When I started photographing the portraits, I was not at all methodical about it, rather, I’d have my camera with me, see someone I’d not photographed before and then take a picture. I knew that if I had a picture in color, it was a painting. Engravings and black and white images came from either our 1899 Annals of Maryland Medicine, or the 100th anniversary of our library book.
I was in one of the other buildings on our “campus” and saw a painting of Ashton Alexander, our first secretary, an early treasurer and our last surviving member. Of course, I took a picture of the painting. When I got back to my office, I realized that I already had a color image of Alexander. Hmmmm… how was that possible?
It turns out that we have an original painting, which is in our Physician Health Program building, and a copy of the painting, which is in our Founders Hall.

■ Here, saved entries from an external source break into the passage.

//! Two-phase rule evaluation over a [`TypedStore`].
//!
//! 1. Column phase: `primary_key` and `unique` rules walk their whole column once with a
//!    seen-value set, flagging every later row whose value collides with an earlier one.
//! 2. Row phase: every other rule is checked cell by cell, row by row.
//!
//! Violations are recorded, never raised. The only failure is a malformed schema, detected
//! before any row is looked at.

use std::collections::HashMap;

use crate::error::SchemaError;
use crate::store::TypedStore;
use crate::types::{Field, FieldRef, Schema, Value};

use super::constraint::{CellCheck, Constraint, RuleSeverity};
use super::report::{ValidationIssue, ValidationReport};

/// Lifecycle of a [`ConstraintEvaluator`].
#[derive(Debug, Clone, Copy, PartialEq, Eq)]
pub enum ValidationState {
    NotStarted,
    Running,
    Complete,
    /// The schema could not be compiled.
    Failed,
}

/// Evaluates a schema's rules against a store.
#[derive(Debug)]
pub struct ConstraintEvaluator<'a> {
    store: &'a TypedStore,
    schema: &'a Schema,
    state: ValidationState,
}

/// Compiled rules of one field.
struct FieldPlan<'s> {
    label: String,
    /// Position in the store's schema; `None` when the store has no such field.
    position: Option<usize>,
    column_rules: Vec<(&'s Constraint, RuleSeverity)>,
    cell_rules: Vec<(&'static str, CellCheck<'s>, RuleSeverity)>,
}

impl<'a> ConstraintEvaluator<'a> {
    /// Evaluator for `schema`'s rules; fields are looked up in `store` by identifier.
    pub fn new(store: &'a TypedStore, schema: &'a Schema) -> Self {
        Self {
            store,
            schema,
            state: ValidationState::NotStarted,
        }
    }

    pub fn state(&self) -> ValidationState {
        self.state
    }

    /// Run both phases and return a fresh report.
    ///
    /// Running again re-evaluates from scratch.
    pub fn run(&mut self) -> Result<ValidationReport, SchemaError> {
        self.state = ValidationState::Running;
        tracing::debug!(
            rows = self.store.row_count(),
            fields = self.schema.len(),
            "validation started"
        );

        let plans = match self.compile() {
            Ok(plans) => plans,
            Err(e) => {
                self.state = ValidationState::Failed;
                tracing::warn!(error = %e, "validation aborted: malformed schema");
                return Err(e);
            }
        };

        let mut report = ValidationReport::default();
        for plan in &plans {
            if plan.position.is_none() {
                let rules: Vec<&str> = plan
                    .column_rules
                    .iter()
                    .map(|(c, _)| c.name())
                    .chain(plan.cell_rules.iter().map(|(name, _, _)| *name))
                    .collect();
                report.warnings.push(ValidationIssue {
                    row: None,
                    field: plan.label.clone(),
                    rule: "field",
                    message: format!(
                        "field is not present in the store; skipped rules: {}",
                        rules.join(", ")
                    ),
                });
            }
        }

        self.column_phase(&plans, &mut report);
        self.row_phase(&plans, &mut report);

        self.state = ValidationState::Complete;
        tracing::debug!(
            errors = report.error_count(),
            warnings = report.warning_count(),
            "validation finished"
        );
        Ok(report)
    }

    fn compile(&self) -> Result<Vec<FieldPlan<'a>>, SchemaError> {
        let schema: &'a Schema = self.schema;
        let mut plans = Vec::new();
        for field in schema.fields.iter().filter(|f| !f.rules.is_empty()) {
            plans.push(self.compile_field(field)?);
        }
        Ok(plans)
    }

    fn compile_field(&self, field: &'a Field) -> Result<FieldPlan<'a>, SchemaError> {
        let label = field.label();
        let mut column_rules = Vec::new();
        let mut cell_rules = Vec::new();
        for rule in &field.rules {
            match rule.constraint.compile(&label)? {
                Some(check) => cell_rules.push((rule.constraint.name(), check, rule.severity)),
                None => column_rules.push((&rule.constraint, rule.severity)),
            }
        }
        Ok(FieldPlan {
            position: self.store.schema().resolve(FieldRef::Id(&field.id)),
            label,
            column_rules,
            cell_rules,
        })
    }

    fn column_phase(&self, plans: &[FieldPlan<'a>], report: &mut ValidationReport) {
        for plan in plans {
            let Some(position) = plan.position else {
                continue;
            };
            let Ok(column) = self.store.column(position) else {
                continue;
            };
            for &(constraint, severity) in &plan.column_rules {
                let issues = column_issues(column, &plan.label, constraint);
                push(report, severity, issues);
            }
        }
    }

    fn row_phase(&self, plans: &[FieldPlan<'a>], report: &mut ValidationReport) {
        let active: Vec<(&FieldPlan<'a>, usize)> = plans
            .iter()
            .filter(|p| !p.cell_rules.is_empty())
            .filter_map(|p| p.position.map(|pos| (p, pos)))
            .collect();
        if active.is_empty() {
            return;
        }

        for row in self.store.rows() {
            for &(plan, position) in &active {
                let value = &row.fields()[position];
                for (name, check, severity) in &plan.cell_rules {
                    if let Some(message) = check.violation(value) {
                        let issue = ValidationIssue {
                            row: Some(row.index()),
                            field: plan.label.clone(),
                            rule: *name,
                            message,
                        };
                        push(report, *severity, std::iter::once(issue));
                    }
                }
            }
        }
    }
}

/// Duplicate (and, for primary keys, missing) values of one column.
fn column_issues(column: &[Value], field: &str, constraint: &Constraint) -> Vec<ValidationIssue> {
    let primary = matches!(constraint, Constraint::PrimaryKey);
    let rule = constraint.name();
    let mut first_seen: HashMap<&Value, usize> = HashMap::with_capacity(column.len());
    let mut issues = Vec::new();

    for (row, value) in column.iter().enumerate() {
        if value.is_empty() {
            if primary {
                issues.push(ValidationIssue {
                    row: Some(row),
                    field: field.to_string(),
                    rule,
                    message: "primary key value is missing".to_string(),
                });
            }
            continue;
        }
        match first_seen.get(value) {
            Some(&first) => issues.push(ValidationIssue {
                row: Some(row),
                field: field.to_string(),
                rule,
                message: format!("duplicate value '{value}' (first seen at row {first})"),
            }),
            None => {
                first_seen.insert(value, row);
            }
        }
    }
    issues
}

fn push(report: &mut ValidationReport, severity: RuleSeverity, issues: impl IntoIterator<Item = ValidationIssue>) {
    match severity {
        RuleSeverity::Error => report.errors.extend(issues),
        RuleSeverity::Warning => report.warnings.extend(issues),
    }
}

/// Validate `store` against the rules declared in `schema`.
///
/// Always yields a complete report unless the schema itself is malformed (bad regex, inverted
/// bounds, empty allowed set). Rules on fields the store does not have produce one warning per
/// field and are skipped.
///
/// ```rust
/// use typed_csv_store::ingestion::{parse, LoaderOptions};
/// use typed_csv_store::types::{Field, Schema};
/// use typed_csv_store::validation::validate;
///
/// let schema = Schema::new(vec![Field::new("ID").primary_key(), Field::new("Name").required()]);
/// let store = parse("ID,Name\n1,Alice\n1,\n", &schema, &LoaderOptions::default()).unwrap();
/// let report = validate(&store, &schema).unwrap();
///
/// assert_eq!(report.error_count(), 2);
/// assert_eq!(report.errors[0].row, Some(1));
/// ```
pub fn validate(store: &TypedStore, schema: &Schema) -> Result<ValidationReport, SchemaError> {
    ConstraintEvaluator::new(store, schema).run()
}

#[cfg(test)]
mod tests {
    use super::{validate, ConstraintEvaluator, ValidationState};
    use crate::store::TypedStore;
    use crate::types::{Field, Schema, Value};
    use crate::validation::Constraint;

    fn store_of(schema: &Schema, rows: Vec<Vec<Value>>) -> TypedStore {
        TypedStore::from_rows(schema.clone(), rows).unwrap()
    }

    #[test]
    fn primary_key_flags_only_the_later_duplicate() {
        let schema = Schema::new(vec![Field::new("ID").primary_key()]);
        let rows = [1, 2, 2, 3].into_iter().map(|i| vec![Value::Int64(i)]).collect();
        let store = store_of(&schema, rows);

        let report = validate(&store, &schema).unwrap();
        assert_eq!(report.error_count(), 1);
        let err = &report.errors[0];
        assert_eq!(err.row, Some(2));
        assert_eq!(err.field, "ID");
        assert_eq!(err.rule, "primary_key");
        assert_eq!(err.message, "duplicate value '2' (first seen at row 1)");
    }

    #[test]
    fn primary_key_reports_missing_values() {
        let schema = Schema::new(vec![Field::new("ID").primary_key()]);
        let rows = vec![vec![Value::Null], vec![Value::Int64(1)], vec![Value::Null]];
        let store = store_of(&schema, rows);

        let report = validate(&store, &schema).unwrap();
        let rows: Vec<_> = report.errors.iter().map(|e| e.row).collect();
        assert_eq!(rows, vec![Some(0), Some(2)]);
        assert!(report.errors.iter().all(|e| e.message == "primary key value is missing"));
    }

    #[test]
    fn unique_exempts_nulls_and_compares_numbers_by_value() {
        let schema = Schema::new(vec![Field::new("Code").unique()]);
        let rows = vec![
            vec![Value::Null],
            vec![Value::Null],
            vec![Value::Int64(7)],
            vec![Value::Float64(7.0)],
            vec![Value::from("7")],
        ];
        let store = store_of(&schema, rows);

        let report = validate(&store, &schema).unwrap();
        assert_eq!(report.error_count(), 1);
        assert_eq!(report.errors[0].row, Some(3));
    }

    #[test]
    fn every_violation_is_reported() {
        let schema = Schema::new(vec![
            Field::new("Name").required().length(None, Some(4)),
            Field::new("Level").range(1.0, 10.0),
        ]);
        let rows = vec![
            vec![Value::Null, Value::Int64(0)],
            vec![Value::from("Alexander"), Value::Int64(11)],
            vec![Value::from("Bo"), Value::Int64(5)],
        ];
        let store = store_of(&schema, rows);

        let report = validate(&store, &schema).unwrap();
        let got: Vec<_> = report.errors.iter().map(|e| (e.row, e.rule)).collect();
        assert_eq!(
            got,
            vec![
                (Some(0), "required"),
                (Some(0), "range"),
                (Some(1), "length"),
                (Some(1), "range"),
            ]
        );
    }

    #[test]
    fn warning_rules_do_not_fail_validation() {
        let schema = Schema::new(vec![Field::new("Level").with_warning(Constraint::Range {
            min: Some(1.0),
            max: None,
        })]);
        let store = store_of(&schema, vec![vec![Value::Int64(0)]]);

        let report = validate(&store, &schema).unwrap();
        assert!(report.is_valid());
        assert_eq!(report.warning_count(), 1);
    }

    #[test]
    fn rules_on_unknown_fields_warn_once() {
        let store_schema = Schema::from_names(["ID"]);
        let store = store_of(&store_schema, vec![vec![Value::Int64(1)], vec![Value::Int64(1)]]);
        let rules = Schema::new(vec![
            Field::new("Ghost").required().unique(),
            Field::new("id").unique(),
        ]);

        let report = validate(&store, &rules).unwrap();
        assert_eq!(report.warning_count(), 1);
        assert_eq!(report.warnings[0].row, None);
        assert_eq!(report.warnings[0].field, "Ghost");
        assert_eq!(report.error_count(), 1);
        assert_eq!(report.errors[0].field, "id");
    }

    #[test]
    fn malformed_schema_fails_the_run() {
        let schema = Schema::new(vec![Field::new("Name").pattern("([a-z")]);
        let store = store_of(&schema, vec![vec![Value::from("x")]]);

        let mut evaluator = ConstraintEvaluator::new(&store, &schema);
        assert_eq!(evaluator.state(), ValidationState::NotStarted);
        assert!(evaluator.run().is_err());
        assert_eq!(evaluator.state(), ValidationState::Failed);
    }

    #[test]
    fn evaluator_completes_and_can_rerun() {
        let schema = Schema::new(vec![Field::new("Name").required()]);
        let store = store_of(&schema, vec![vec![Value::Null]]);

        let mut evaluator = ConstraintEvaluator::new(&store, &schema);
        let first = evaluator.run().unwrap();
        assert_eq!(evaluator.state(), ValidationState::Complete);
        assert_eq!(evaluator.run().unwrap(), first);
    }

    #[test]
    fn empty_store_is_valid() {
        let schema = Schema::new(vec![Field::new("ID").primary_key()]);
        let store = TypedStore::new(schema.clone());
        assert!(validate(&store, &schema).unwrap().is_valid());
    }
}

I went back and checked the 2002 Sotheby’s appraisal, and sure enough, only one copy of the painting was listed. And it was by Philip Tilyard, a well-known painter in Baltimore in the early 1800’s. Philip Tilyard studied with his father, an English painter who had immigrated to America. After his father died, Tilyard worked with another artisan for a year and then with his brother as a sign and ornament painter. In 1814, the Baltimore City Directory listed his occupation as “portraitist.” For a short time, Tilyard went into the dry goods business, but was unsuccessful and returned to making signs to support himself. Tilyard eventually built back his reputation as a portrait painter for wealthy Baltimore citizens. But this success did not last long, and he died poor from what his obituary described as a “lingering illness.”
Back to Ashton Alexander…
Ashton Alexander was born near Arlington, VA in 1772, where his family owned large tracts of land, and the town of Alexandria was named for them. He was privately educated and then studied medicine as a student of Dr. Philip Thomas, of Frederick, MD and then attended the University of Pennsylvania, where he received his degree in 1795. He first settled in North Carolina and then came to Baltimore in 1796.
He was a founder of the Medical and Chirurgical Faculty of Maryland and its first secretary (1799-1801); then he was treasurer (1801-1803) and the last surviving charter member.
Additionally, he was Commissioner of Health in Baltimore from 1804-05 and again in 1812; Attending Physician, Baltimore General Dispensary, 1801-03; Consulting Physician, Baltimore Hospital, 1812; President District Medical and Chirurgical Society, 1819-20; Provost, University of Maryland, 1837-50.
He was married, first to Catherine Thomas, a daughter of Dr. Philip Thomas, and fathered eight children, only three of whom survived to adulthood, and all of whom died before he did. In his later years, he was married to Miss Sarah Roger Merryman.
Dr. Alexander is described as being “a self-possessed and courteous man, neat in his dress which included knee and shoe buckles and gold-headed cane.” He died of pneumonia in Baltimore in February, 1855, in his eighty-third year.
In my opinion, the top painting is the one by Tilyard. It’s beautifully painting, with a luminosity to it. The second picture is muddied and not well-detailed.